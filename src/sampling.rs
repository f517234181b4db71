//! Ternary polynomial sampling and mask generation.
//!
//! Positions come from an index generator that reads `c`-bit candidates
//! from a byte stream and rejects those that would bias `value mod N`. The
//! sampler is a pure function of the weights and that stream: seeded with a
//! [`SeedStream`] it is fully reproducible.

use rand::RngCore;

use crate::error::{NtruError, Result};
use crate::params::EncParams;
use crate::poly::{Poly, ProdPoly, RingPoly, TernPoly};
use crate::stream::SeedStream;

const BUF_LEN: usize = 32;

/// Consecutive candidates [`IndexGenerator::next_index`] may reject, and per
/// ring position the consecutive repeats [`gen_tern`] may draw, before the
/// byte stream is treated as broken.
pub const MAX_INDEX_DRAWS: u32 = 64;

/// Index-generation function: an unbounded stream of positions in `[0, N)`.
pub struct IndexGenerator<'a, R: RngCore + ?Sized> {
    rng: &'a mut R,
    n: u16,
    c: u32,
    threshold: u32,
    bits: u64,
    avail: u32,
    buf: [u8; BUF_LEN],
    pos: usize,
}

impl<'a, R: RngCore + ?Sized> IndexGenerator<'a, R> {
    pub fn new(rng: &'a mut R, params: &EncParams) -> Self {
        let c = u32::from(params.c);
        let range = 1u32 << c;
        IndexGenerator {
            rng,
            n: params.n,
            c,
            threshold: range - range % u32::from(params.n),
            bits: 0,
            avail: 0,
            buf: [0u8; BUF_LEN],
            pos: BUF_LEN,
        }
    }

    fn next_byte(&mut self) -> u8 {
        if self.pos == BUF_LEN {
            self.rng.fill_bytes(&mut self.buf);
            self.pos = 0;
        }
        let b = self.buf[self.pos];
        self.pos += 1;
        b
    }

    /// Next position in `[0, N)`. Fails if the stream only yields
    /// candidates that have to be rejected.
    pub fn next_index(&mut self) -> Result<u16> {
        for _ in 0..MAX_INDEX_DRAWS {
            while self.avail < self.c {
                self.bits = (self.bits << 8) | u64::from(self.next_byte());
                self.avail += 8;
            }
            self.avail -= self.c;
            let value = (self.bits >> self.avail) as u32 & ((1u32 << self.c) - 1);
            self.bits &= (1u64 << self.avail) - 1;
            if value < self.threshold {
                return Ok((value % u32::from(self.n)) as u16);
            }
        }
        Err(NtruError::GenerationExhausted {
            what: "an index candidate below the rejection threshold",
            attempts: MAX_INDEX_DRAWS,
        })
    }

    pub fn n(&self) -> u16 {
        self.n
    }
}

/// Samples a ternary polynomial with exactly `num_ones` coefficients equal to
/// 1 and `num_neg_ones` equal to -1.
pub fn gen_tern<R: RngCore + ?Sized>(
    igf: &mut IndexGenerator<'_, R>,
    num_ones: u16,
    num_neg_ones: u16,
) -> Result<TernPoly> {
    let n = igf.n();
    if u32::from(num_ones) + u32::from(num_neg_ones) > u32::from(n) {
        return Err(NtruError::InvalidParameter(format!(
            "{num_ones} + {num_neg_ones} nonzero coefficients do not fit in degree {n}"
        )));
    }

    let mut taken = vec![false; usize::from(n)];
    let budget = MAX_INDEX_DRAWS * u32::from(n);
    let mut draw = |count: u16| -> Result<Vec<u16>> {
        let mut indices = Vec::with_capacity(usize::from(count));
        let mut repeats = 0;
        while indices.len() < usize::from(count) {
            let i = igf.next_index()?;
            if taken[usize::from(i)] {
                repeats += 1;
                if repeats == budget {
                    return Err(NtruError::GenerationExhausted {
                        what: "distinct ternary indices",
                        attempts: budget,
                    });
                }
                continue;
            }
            taken[usize::from(i)] = true;
            indices.push(i);
            repeats = 0;
        }
        Ok(indices)
    };
    let ones = draw(num_ones)?;
    let neg_ones = draw(num_neg_ones)?;
    TernPoly::new(n, ones, neg_ones)
}

/// Samples a private-key-shaped polynomial: ternary with `df` ones and minus
/// ones, or product-form from `df1`, `df2`, `df3`.
pub fn gen_private_poly<R: RngCore + ?Sized>(
    params: &EncParams,
    igf: &mut IndexGenerator<'_, R>,
) -> Result<RingPoly> {
    if params.prod_flag {
        let f1 = gen_tern(igf, params.df1, params.df1)?;
        let f2 = gen_tern(igf, params.df2, params.df2)?;
        let f3 = gen_tern(igf, params.df3, params.df3)?;
        Ok(RingPoly::Product(ProdPoly { f1, f2, f3 }))
    } else {
        Ok(RingPoly::Ternary(gen_tern(igf, params.df, params.df)?))
    }
}

/// Mask generation: `n` trits in `{0, 1, 2}` expanded from `seed`.
///
/// Every stream byte below 243 = 3^5 yields five base-3 digits, least
/// significant first; larger bytes are skipped.
pub fn gen_mask(seed: &[u8], n: usize) -> Poly {
    let mut stream = SeedStream::new(seed);
    let mut mask = Vec::with_capacity(n + 4);
    let mut byte = [0u8; 1];
    while mask.len() < n {
        stream.fill_bytes(&mut byte);
        let mut o = byte[0];
        if o >= 243 {
            continue;
        }
        for _ in 0..5 {
            mask.push(i32::from(o % 3));
            o /= 3;
        }
    }
    mask.truncate(n);
    Poly::from_coeffs(mask)
}

#[cfg(test)]
mod tests {
    use super::*;
    use crate::params::{EES401EP1, EES401EP2};
    use crate::stream::RepeatRng;
    use rand::rngs::OsRng;

    #[test]
    fn test_indices_in_range() {
        let mut stream = SeedStream::new(b"indices");
        let mut igf = IndexGenerator::new(&mut stream, &EES401EP1);
        for _ in 0..5000 {
            assert!(igf.next_index().unwrap() < 401);
        }
    }

    #[test]
    fn test_stuck_stream_exhausts_index_budget() {
        // All-ones bytes give the candidate 2^c - 1, which is always rejected.
        let mut rng = RepeatRng(0xFF);
        let mut igf = IndexGenerator::new(&mut rng, &EES401EP1);
        assert_eq!(
            igf.next_index(),
            Err(NtruError::GenerationExhausted {
                what: "an index candidate below the rejection threshold",
                attempts: MAX_INDEX_DRAWS,
            })
        );
    }

    #[test]
    fn test_repeating_stream_exhausts_tern_budget() {
        // All-zero bytes give index 0 forever.
        let mut rng = RepeatRng(0);
        let mut igf = IndexGenerator::new(&mut rng, &EES401EP1);
        assert!(matches!(
            gen_tern(&mut igf, 2, 2),
            Err(NtruError::GenerationExhausted {
                what: "distinct ternary indices",
                ..
            })
        ));
        let mut rng = RepeatRng(0);
        let mut igf = IndexGenerator::new(&mut rng, &EES401EP2);
        assert!(matches!(
            gen_private_poly(&EES401EP2, &mut igf),
            Err(NtruError::GenerationExhausted { .. })
        ));
    }

    #[test]
    fn test_gen_tern_weights() {
        let mut rng = OsRng;
        let mut igf = IndexGenerator::new(&mut rng, &EES401EP1);
        let t = gen_tern(&mut igf, 113, 112).unwrap();
        assert_eq!(t.ones().len(), 113);
        assert_eq!(t.neg_ones().len(), 112);
        let dense = t.to_dense();
        assert_eq!(dense.coeffs.iter().filter(|&&c| c == 1).count(), 113);
        assert_eq!(dense.coeffs.iter().filter(|&&c| c == -1).count(), 112);
    }

    #[test]
    fn test_gen_tern_full_ring() {
        let mut stream = SeedStream::new(b"everything");
        let mut igf = IndexGenerator::new(&mut stream, &EES401EP1);
        let t = gen_tern(&mut igf, 200, 201).unwrap();
        assert!(t.to_dense().coeffs.iter().all(|&c| c != 0));
    }

    #[test]
    fn test_gen_tern_rejects_overweight() {
        let mut stream = SeedStream::new(b"too many");
        let mut igf = IndexGenerator::new(&mut stream, &EES401EP1);
        assert!(matches!(
            gen_tern(&mut igf, 201, 201),
            Err(NtruError::InvalidParameter(_))
        ));
    }

    #[test]
    fn test_seeded_sampling_is_deterministic() {
        let sample = |seed: &[u8]| {
            let mut stream = SeedStream::new(seed);
            let mut igf = IndexGenerator::new(&mut stream, &EES401EP2);
            gen_private_poly(&EES401EP2, &mut igf).unwrap()
        };
        assert_eq!(sample(b"seed value"), sample(b"seed value"));
        assert_ne!(sample(b"seed value"), sample(b"other seed"));
    }

    #[test]
    fn test_product_form_shape() {
        let mut stream = SeedStream::new(b"product");
        let mut igf = IndexGenerator::new(&mut stream, &EES401EP2);
        match gen_private_poly(&EES401EP2, &mut igf).unwrap() {
            RingPoly::Product(p) => {
                assert_eq!(p.f1.ones().len(), 8);
                assert_eq!(p.f2.neg_ones().len(), 8);
                assert_eq!(p.f3.ones().len(), 6);
            }
            other => panic!("expected product form, got {other:?}"),
        }
    }

    #[test]
    fn test_mask() {
        let mask = gen_mask(b"mask seed", 401);
        assert_eq!(mask.n(), 401);
        assert!(mask.coeffs.iter().all(|&c| (0..3).contains(&c)));
        assert_eq!(mask, gen_mask(b"mask seed", 401));
        assert_ne!(mask, gen_mask(b"mask seeD", 401));
        // Roughly uniform.
        let counts = mask.trit_counts();
        assert!(counts.iter().all(|&c| c > 80), "{counts:?}");
    }
}
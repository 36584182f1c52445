//! Type names and the `is`/`as`/`ofType` coercion table (spec §4.8).
//!
//! Grounded in the teacher's `registry/types.rs` `FhirPathType` enum: the
//! primitive names plus the FHIR primitive aliases and common complex types
//! that `Object::type_name()` can structurally infer.

use crate::model::value::FhirPathValue;

/// FHIR primitive type aliases that are structurally just `String`/`Integer`/etc
/// at the FHIRPath value level but are named distinctly in `is`/`as` checks.
const STRING_ALIASES: &[&str] = &[
    "code", "uri", "url", "canonical", "oid", "uuid", "id", "markdown", "base64Binary", "instant",
    "string",
];

/// True if `value`'s runtime type matches `type_name`, per spec §4.8
/// (`ofType`/`as`: FHIR type name match via structural inference for
/// Objects, literal primitive name match otherwise).
pub fn matches_type(value: &FhirPathValue, type_name: &str) -> bool {
    let simple = type_name.rsplit('.').next().unwrap_or(type_name);
    match value {
        FhirPathValue::Boolean(_) => simple == "Boolean",
        FhirPathValue::Integer(_) => simple == "Integer" || simple == "Long",
        FhirPathValue::Decimal(_) => simple == "Decimal",
        FhirPathValue::String(_) => simple == "String" || STRING_ALIASES.contains(&simple),
        FhirPathValue::Date(_) => simple == "Date",
        FhirPathValue::DateTime(_) => simple == "DateTime",
        FhirPathValue::Time(_) => simple == "Time",
        FhirPathValue::Quantity(_) => simple == "Quantity",
        FhirPathValue::Object(o) => {
            let actual = o.type_name();
            actual == simple || simple == "Object" || is_resource_supertype(&actual, simple)
        }
    }
}

/// A tiny slice of the FHIR resource hierarchy sufficient for `ofType` /
/// `is Resource` / `is DomainResource` checks; full profile-driven subtype
/// reasoning is out of scope (spec Non-goals: no independent validator).
fn is_resource_supertype(actual_type: &str, candidate: &str) -> bool {
    match candidate {
        "Resource" | "DomainResource" => {
            actual_type.chars().next().is_some_and(|c| c.is_uppercase())
                && !matches!(
                    actual_type,
                    "Coding"
                        | "CodeableConcept"
                        | "Reference"
                        | "Period"
                        | "Identifier"
                        | "Range"
                        | "Ratio"
                        | "Attachment"
                        | "HumanName"
                        | "Address"
                        | "ContactPoint"
                        | "Annotation"
                        | "Quantity"
                        | "Object"
                )
        }
        _ => false,
    }
}

#[cfg(test)]
mod tests {
    use super::*;

    #[test]
    fn string_alias_matches() {
        assert!(matches_type(&FhirPathValue::String("x".into()), "code"));
    }

    #[test]
    fn integer_does_not_match_decimal() {
        assert!(!matches_type(&FhirPathValue::Integer(1), "Decimal"));
    }
}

--------------------

REQUIRED WORK -
Go over the data above and copy every line that has the word "counts" in it.

OUTPUT FOR THIS EXERCISE -
        let counts = mask.trit_counts();
        assert!(counts.iter().all(|&c| c > 80), "{counts:?}");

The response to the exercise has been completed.